California Supreme Court,
Government,
Judges and Judiciary

Jul. 25, 2018

Brown’s long delay filling a state Supreme Court vacancy stirs speculation

Legal observers are wondering about the governor’s record-setting delay in nominating a seventh state Supreme Court justice, and if it signals a controversial choice.

Gov. Jerry Brown has left legal observers guessing about why he has not appointed a seventh justice to the state Supreme Court, when he might do it and who it might be.

Does Gov. Jerry Brown's long delay in picking a new California Supreme Court justice mean he is leaning toward a controversial choice?

That's a leading question among court watchers as a pair of milestones approach. On Aug. 31, it will be one year since Justice Kathryn M. Werdegar left the court, in a move she had announced nearly six months earlier.

But the more significant milestone comes after the fall ballot is set in mid-August. A nominee confirmed prior to that date would need to face voters in November. A nominee confirmed afterward would not be on the ballot until 2022, the date of the next scheduled gubernatorial election.

The scenario holds that delaying the election test by four years would give a controversial nominee a chance to establish a track record on the court and let voters' memories of any disputations around the appointment fade. Some have even speculated off the record that he would wait until after the November election itself, in order to avoid the pick becoming a campaign issue.

"I have absolutely no inside information," said David Ettinger, of counsel at Horvitz & Levy LLP and the author of the firm's At the Lectern blog, which covers the court. "I have heard from other people who also have no inside information that we're talking about his wife as a possible appointee."

Anne Gust Brown is a former general counsel at Gap Inc. who, at 60, is 20 years younger than her husband. There has also been speculation that Brown would appoint himself or Josh Groban, his senior advisor on judicial appointments.

Ettinger said either Gust Brown or Groban would make "excellent" justices. But he added that either appointment could be further delayed because Brown doesn't want to lose his closest advisers yet, especially as he works to appoint judges to dozens of vacant seats before leaving office early next year.
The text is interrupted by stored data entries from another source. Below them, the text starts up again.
//! Contract events consumed by the off-chain indexer.
//!
//! Sale-scoped events use the topic `(symbol, sale_id)`; registry events use
//! `(symbol,)`. Payloads carrying several fields are `#[contracttype]`
//! structs, single-value updates publish the bare value.

use soroban_sdk::{contracttype, symbol_short, Address, BytesN, Env, String, Symbol};

pub const CREATED: Symbol = symbol_short!("created");
pub const NAME_SET: Symbol = symbol_short!("name_set");
pub const ROOT_SET: Symbol = symbol_short!("root_set");
pub const DATES_SET: Symbol = symbol_short!("dates_set");
pub const PRICE_SET: Symbol = symbol_short!("price_set");
pub const DELAY_SET: Symbol = symbol_short!("delay_set");
pub const VEST_SET: Symbol = symbol_short!("vest_set");
pub const MIN_SET: Symbol = symbol_short!("min_set");
pub const OPERATOR_SET: Symbol = symbol_short!("op_set");
pub const VALIDATED: Symbol = symbol_short!("validated");
pub const CAP_INCREASED: Symbol = symbol_short!("cap_inc");
pub const PURCHASE: Symbol = symbol_short!("purchase");
pub const CLAIM: Symbol = symbol_short!("claim");
pub const FUNDS_WITHDRAWN: Symbol = symbol_short!("wd_funds");
pub const TOKENS_WITHDRAWN: Symbol = symbol_short!("wd_tokens");
pub const TRUSTED: Symbol = symbol_short!("trusted");
pub const FEE_SET: Symbol = symbol_short!("fee_set");
pub const FEE_RECIPIENT_SET: Symbol = symbol_short!("feerc_set");
pub const OWNER_SET: Symbol = symbol_short!("own_set");

#[contracttype]
#[derive(Clone, Debug, Eq, PartialEq)]
pub struct SaleCreated {
    pub sale_id: u64,
    pub operator: Address,
    pub sale_token: Address,
    pub fee_bps: u32,
}

#[contracttype]
#[derive(Clone, Debug, Eq, PartialEq)]
pub struct DatesUpdated {
    pub start_date: u64,
    pub end_date: u64,
}

#[contracttype]
#[derive(Clone, Debug, Eq, PartialEq)]
pub struct CapIncreased {
    pub amount: i128,
    pub total_cap: i128,
}

#[contracttype]
#[derive(Clone, Debug, Eq, PartialEq)]
pub struct TokensPurchased {
    pub asset: Address,
    pub beneficiary: Address,
    pub amount: i128,
}

#[contracttype]
#[derive(Clone, Debug, Eq, PartialEq)]
pub struct TokensClaimed {
    pub asset: Address,
    pub beneficiary: Address,
    pub amount: i128,
}

#[contracttype]
#[derive(Clone, Debug, Eq, PartialEq)]
pub struct FundsWithdrawn {
    pub operator: Address,
    pub amount: i128,
    pub fee_recipient: Address,
    pub fee: i128,
}

#[contracttype]
#[derive(Clone, Debug, Eq, PartialEq)]
pub struct TokensWithdrawn {
    pub operator: Address,
    pub amount: i128,
}

pub fn sale_created(env: &Env, event: SaleCreated) {
    env.events().publish((CREATED, event.sale_id), event);
}

pub fn name_updated(env: &Env, sale_id: u64, name: String) {
    env.events().publish((NAME_SET, sale_id), name);
}

pub fn root_updated(env: &Env, sale_id: u64, root: BytesN<32>) {
    env.events().publish((ROOT_SET, sale_id), root);
}

pub fn dates_updated(env: &Env, sale_id: u64, start_date: u64, end_date: u64) {
    env.events().publish(
        (DATES_SET, sale_id),
        DatesUpdated {
            start_date,
            end_date,
        },
    );
}

pub fn price_updated(env: &Env, sale_id: u64, price: i128) {
    env.events().publish((PRICE_SET, sale_id), price);
}

pub fn release_delay_updated(env: &Env, sale_id: u64, release_delay: u64) {
    env.events().publish((DELAY_SET, sale_id), release_delay);
}

pub fn vesting_duration_updated(env: &Env, sale_id: u64, vesting_duration: u64) {
    env.events().publish((VEST_SET, sale_id), vesting_duration);
}

pub fn min_token_buy_updated(env: &Env, sale_id: u64, min_token_buy: i128) {
    env.events().publish((MIN_SET, sale_id), min_token_buy);
}

pub fn operator_transferred(env: &Env, sale_id: u64, operator: Address) {
    env.events().publish((OPERATOR_SET, sale_id), operator);
}

pub fn validated(env: &Env, sale_id: u64, operator: Address) {
    env.events().publish((VALIDATED, sale_id), operator);
}

pub fn cap_increased(env: &Env, sale_id: u64, amount: i128, total_cap: i128) {
    env.events()
        .publish((CAP_INCREASED, sale_id), CapIncreased { amount, total_cap });
}

pub fn tokens_purchased(env: &Env, sale_id: u64, event: TokensPurchased) {
    env.events().publish((PURCHASE, sale_id), event);
}

pub fn tokens_claimed(env: &Env, sale_id: u64, event: TokensClaimed) {
    env.events().publish((CLAIM, sale_id), event);
}

pub fn funds_withdrawn(env: &Env, sale_id: u64, event: FundsWithdrawn) {
    env.events().publish((FUNDS_WITHDRAWN, sale_id), event);
}

pub fn tokens_withdrawn(env: &Env, sale_id: u64, event: TokensWithdrawn) {
    env.events().publish((TOKENS_WITHDRAWN, sale_id), event);
}

pub fn trusted_set(env: &Env, sale_id: u64, trusted: bool) {
    env.events().publish((TRUSTED, sale_id), trusted);
}

pub fn protocol_fee_updated(env: &Env, fee_bps: u32) {
    env.events().publish((FEE_SET,), fee_bps);
}

pub fn fee_recipient_updated(env: &Env, recipient: Address) {
    env.events().publish((FEE_RECIPIENT_SET,), recipient);
}

pub fn ownership_transferred(env: &Env, owner: Address) {
    env.events().publish((OWNER_SET,), owner);
}
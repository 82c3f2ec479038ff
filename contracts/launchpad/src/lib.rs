//! # Launchpad Contract
//!
//! A registry of fixed-price token sales. Each sale admits allowlisted
//! purchases during a bounded window, enforces a hard cap and per-buyer
//! allocations, and releases purchased tokens on a linear vesting schedule
//! after close.
//!
//! | Phase         | Entry Point(s)                                              |
//! |---------------|-------------------------------------------------------------|
//! | Bootstrap     | [`Launchpad::init`]                                         |
//! | Registry      | `set_protocol_fee`, `set_fee_recipient`, `transfer_ownership`, `set_trusted` |
//! | Creation      | [`Launchpad::create_launchpad`]                             |
//! | Setup         | `deposit_tokens`, `set_allowlist_root`, `set_dates`, `validate` |
//! | Sale          | [`Launchpad::buy_tokens`]                                   |
//! | Vesting       | [`Launchpad::claim_tokens`]                                 |
//! | Settlement    | `withdraw_proceeds`, `withdraw_tokens`                      |
//! | Queries       | `get_sale`, `list_sales`, `phase`, `claimable_amount`, …    |
//!
//! ## Architecture
//!
//! Registry logic lives in [`registry`], the per-sale engine in [`sale`],
//! proof checking in [`allowlist`] and time arithmetic in [`vesting`].
//! Storage access is fully delegated to `storage`. This file contains
//! **only** the public entry points.

#![no_std]

use soroban_sdk::{contract, contracterror, contractimpl, Address, BytesN, Env, String, Vec};

pub mod allowlist;
pub mod events;
pub mod registry;
pub mod sale;
mod storage;
mod types;
pub mod vesting;

#[cfg(test)]
mod invariants;
#[cfg(test)]
mod test_events;
#[cfg(test)]
mod test_registry;

pub use types::{BuyerPosition, FeeConfig, Sale, SaleConfig, SaleParams, SalePhase, SaleState};

#[contracterror]
#[derive(Copy, Clone, Debug, Eq, PartialEq, PartialOrd, Ord)]
#[repr(u32)]
pub enum Error {
    AlreadyInitialized          = 1,
    NotInitialized              = 2,
    InvalidProtocolFee          = 3,
    SaleNotFound                = 4,
    InvalidConfiguration        = 5,
    InvalidPrice                = 6,
    InvalidDates                = 7,
    InvalidAmount               = 8,
    SameOperator                = 9,
    AlreadyValidated            = 10,
    NotStarted                  = 11,
    AlreadyEnded                = 12,
    NotEnded                    = 13,
    ZeroValue                   = 14,
    InvalidProof                = 15,
    AmountTooLow                = 16,
    AmountExceedsMaxTokenAmount = 17,
    AmountExceedsHardCap        = 18,
    NotClaimable                = 19,
    NoPurchasedTokens           = 20,
    NoClaimableTokens           = 21,
    NoBalanceToWithdraw         = 22,
    TransferFailed              = 23,
    ArithmeticOverflow          = 24,
}

#[contract]
pub struct Launchpad;

#[contractimpl]
impl Launchpad {
    // ─────────────────────────────────────────────────────────
    // Registry
    // ─────────────────────────────────────────────────────────

    /// Initialise the registry with its owner and protocol fee.
    ///
    /// Must be called exactly once after deployment; `owner` must sign.
    pub fn init(env: Env, owner: Address, fee_bps: u32, fee_recipient: Address) -> Result<(), Error> {
        registry::init(&env, &owner, fee_bps, &fee_recipient)
    }

    /// Current registry owner.
    pub fn owner(env: Env) -> Result<Address, Error> {
        storage::get_owner(&env)
    }

    /// Fee and recipient that the next created sale will snapshot.
    pub fn fee_config(env: Env) -> Result<FeeConfig, Error> {
        storage::get_fee_config(&env)
    }

    /// Set the fee (basis points, at most 1000) applied to sales created
    /// from now on. Owner only.
    pub fn set_protocol_fee(env: Env, fee_bps: u32) -> Result<(), Error> {
        registry::set_protocol_fee(&env, fee_bps)
    }

    /// Set the fee recipient snapshotted into future sales. Owner only.
    pub fn set_fee_recipient(env: Env, recipient: Address) -> Result<(), Error> {
        registry::set_fee_recipient(&env, &recipient)
    }

    /// Hand the registry to `new_owner`; both parties must sign.
    pub fn transfer_ownership(env: Env, new_owner: Address) -> Result<(), Error> {
        registry::transfer_ownership(&env, &new_owner)
    }

    /// Create a sale operated by `operator`, snapshotting the current fee.
    pub fn create_launchpad(env: Env, operator: Address, params: SaleParams) -> Result<u64, Error> {
        registry::create_sale(&env, &operator, params)
    }

    /// Number of sales created; ids run from 0 to `sale_count - 1`.
    pub fn sale_count(env: Env) -> u64 {
        storage::get_sale_count(&env)
    }

    /// Config, state and trusted flag of one sale.
    pub fn get_sale(env: Env, sale_id: u64) -> Result<Sale, Error> {
        registry::get_sale(&env, sale_id)
    }

    /// Sales in id order starting at `offset`. At most 50 per page,
    /// whatever `limit` asks for.
    pub fn list_sales(env: Env, offset: u64, limit: u32) -> Result<Vec<Sale>, Error> {
        registry::list_sales(&env, offset, limit)
    }

    /// Mark a sale as curated. Owner only; no effect on the sale itself.
    pub fn set_trusted(env: Env, sale_id: u64, trusted: bool) -> Result<(), Error> {
        registry::set_trusted(&env, sale_id, trusted)
    }

    /// `false` for unknown sales.
    pub fn is_trusted(env: Env, sale_id: u64) -> bool {
        storage::is_trusted(&env, sale_id)
    }

    // ─────────────────────────────────────────────────────────
    // Sale setup (operator)
    // ─────────────────────────────────────────────────────────

    /// Deposit sale tokens from the operator, raising the hard cap.
    /// Rejected once the sale is validated.
    pub fn deposit_tokens(env: Env, sale_id: u64, amount: i128) -> Result<(), Error> {
        sale::deposit_tokens(&env, sale_id, amount)
    }

    /// Lock the configuration and arm the sale. Allowed once, before the
    /// start date, with a non-zero cap and price and a published root.
    pub fn validate(env: Env, sale_id: u64) -> Result<(), Error> {
        sale::validate(&env, sale_id)
    }

    pub fn set_name(env: Env, sale_id: u64, name: String) -> Result<(), Error> {
        sale::set_name(&env, sale_id, name)
    }

    pub fn transfer_operator(env: Env, sale_id: u64, new_operator: Address) -> Result<(), Error> {
        sale::transfer_operator(&env, sale_id, &new_operator)
    }

    pub fn set_price(env: Env, sale_id: u64, price: i128) -> Result<(), Error> {
        sale::set_price(&env, sale_id, price)
    }

    pub fn set_min_token_buy(env: Env, sale_id: u64, min_token_buy: i128) -> Result<(), Error> {
        sale::set_min_token_buy(&env, sale_id, min_token_buy)
    }

    pub fn set_allowlist_root(env: Env, sale_id: u64, root: BytesN<32>) -> Result<(), Error> {
        sale::set_allowlist_root(&env, sale_id, root)
    }

    pub fn set_release_delay(env: Env, sale_id: u64, release_delay: u64) -> Result<(), Error> {
        sale::set_release_delay(&env, sale_id, release_delay)
    }

    pub fn set_vesting_duration(env: Env, sale_id: u64, vesting_duration: u64) -> Result<(), Error> {
        sale::set_vesting_duration(&env, sale_id, vesting_duration)
    }

    pub fn set_dates(env: Env, sale_id: u64, start_date: u64, end_date: u64) -> Result<(), Error> {
        sale::set_dates(&env, sale_id, start_date, end_date)
    }

    // ─────────────────────────────────────────────────────────
    // Buyers
    // ─────────────────────────────────────────────────────────

    /// Buy tokens for `beneficiary` with `value` payment-token units from
    /// `payer`. `allocation_cap` and `proof` must match the published
    /// allowlist root. Returns the sale-token amount credited.
    pub fn buy_tokens(
        env: Env,
        sale_id: u64,
        payer: Address,
        beneficiary: Address,
        value: i128,
        allocation_cap: i128,
        proof: Vec<BytesN<32>>,
    ) -> Result<i128, Error> {
        sale::buy_tokens(&env, sale_id, &payer, &beneficiary, value, allocation_cap, &proof)
    }

    /// Claim every vested, unclaimed token. Returns the amount sent.
    pub fn claim_tokens(env: Env, sale_id: u64, beneficiary: Address) -> Result<i128, Error> {
        sale::claim_tokens(&env, sale_id, &beneficiary)
    }

    // ─────────────────────────────────────────────────────────
    // Settlement (operator)
    // ─────────────────────────────────────────────────────────

    /// Send proceeds minus the protocol fee to the operator.
    pub fn withdraw_proceeds(env: Env, sale_id: u64) -> Result<i128, Error> {
        sale::withdraw_proceeds(&env, sale_id)
    }

    /// Return unsold sale tokens to the operator.
    pub fn withdraw_tokens(env: Env, sale_id: u64) -> Result<i128, Error> {
        sale::withdraw_tokens(&env, sale_id)
    }

    // ─────────────────────────────────────────────────────────
    // Queries
    // ─────────────────────────────────────────────────────────

    /// Where the sale sits in its lifecycle at the current ledger time.
    pub fn phase(env: Env, sale_id: u64) -> Result<SalePhase, Error> {
        sale::phase(&env, sale_id)
    }

    /// Validated and `start_date` reached.
    pub fn is_started(env: Env, sale_id: u64) -> Result<bool, Error> {
        Ok(matches!(
            sale::phase(&env, sale_id)?,
            SalePhase::Open | SalePhase::VestingLocked | SalePhase::Claimable
        ))
    }

    /// Validated and `end_date` reached.
    pub fn is_ended(env: Env, sale_id: u64) -> Result<bool, Error> {
        Ok(matches!(
            sale::phase(&env, sale_id)?,
            SalePhase::VestingLocked | SalePhase::Claimable
        ))
    }

    /// Release delay over; vested tokens can be claimed.
    pub fn is_claimable(env: Env, sale_id: u64) -> Result<bool, Error> {
        Ok(sale::phase(&env, sale_id)? == SalePhase::Claimable)
    }

    /// Purchased and claimed totals for `buyer`, zero if they never bought.
    pub fn position(env: Env, sale_id: u64, buyer: Address) -> Result<BuyerPosition, Error> {
        sale::position(&env, sale_id, &buyer)
    }

    pub fn purchased_of(env: Env, sale_id: u64, buyer: Address) -> Result<i128, Error> {
        Ok(sale::position(&env, sale_id, &buyer)?.purchased)
    }

    /// Tokens already transferred out to `buyer`.
    pub fn claimed_of(env: Env, sale_id: u64, buyer: Address) -> Result<i128, Error> {
        Ok(sale::position(&env, sale_id, &buyer)?.claimed)
    }

    /// Vested tokens `buyer` could claim right now.
    pub fn claimable_amount(env: Env, sale_id: u64, buyer: Address) -> Result<i128, Error> {
        sale::claimable_amount(&env, sale_id, &buyer)
    }

    /// Sale tokens the operator could withdraw: the held balance minus
    /// tokens still owed to buyers, never below zero.
    pub fn unsold_tokens(env: Env, sale_id: u64) -> Result<i128, Error> {
        sale::unsold_tokens(&env, sale_id)
    }
}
Half a century ago, Brown got a close-up view of the blowback appointing a family member could create. In 1964, Gov. Pat Brown appointed his own brother, Harold C. Brown, to the San Francisco County Municipal Court, then to the 1st District Court of Appeal two years later.

Republicans criticized the moves, though this was tempered by the fact that Harold Brown was a Republican.

Brown's delay has changed ideas about who may be a frontrunner.

"Last summer, the smart money was on [1st District Court of Appeal] Justice James Humes," said David A. Carrillo, executive director of the California Constitution Center at UC Berkeley School of Law. "But there's no reason to delay that appointment. A year on, people are starting to wonder if it's someone who might be a ballot risk."

Humes had been the popular choice for months. Brown appointed him chief deputy attorney general when he ran the Department of Justice, then named him to the Court of Appeal in 2012. This made him the first openly gay appellate justice in state history, and the focal point of a campaign last year by LGBT groups urging Brown to name a gay justice to the high court.

Last month, Chief Justice Tani Cantil-Sakayuye promoted Humes to administrative presiding justice of the 1st District. This has added to growing rumors that Humes is out of the running.

The current vacancy became a record in April. But Brown has had other long lagtimes, including the nearly eight months he waited before naming Leondra R. Kruger to the high court in late 2014.

Paul D. Fogel, an appellate partner with Reed Smith who has argued before the state high court on several occasions, said the election-related delay is one of "a number of circulating theories about why he hasn't named anybody."

But Fogel noted that Kruger was named just after the 2014 election, allowing her to avoid the ballot that year.

She was a controversial liberal pick to some. At 38, she was one of the youngest-ever nominees. One letter to the Daily Journal at the time labeled her "the new Rose Bird," invoking the Jerry Brown-nominated chief justice who lost re-election in 1986 over her stand against the death penalty, among other issues. According to the high court, Kruger and Justice Carol Corrigan recently filed papers to run for new 12-year terms this fall. In Kruger's case, voters will now evaluate a justice with four years of experience and a reputation for being tougher on criminal defendants than some of Brown's other picks.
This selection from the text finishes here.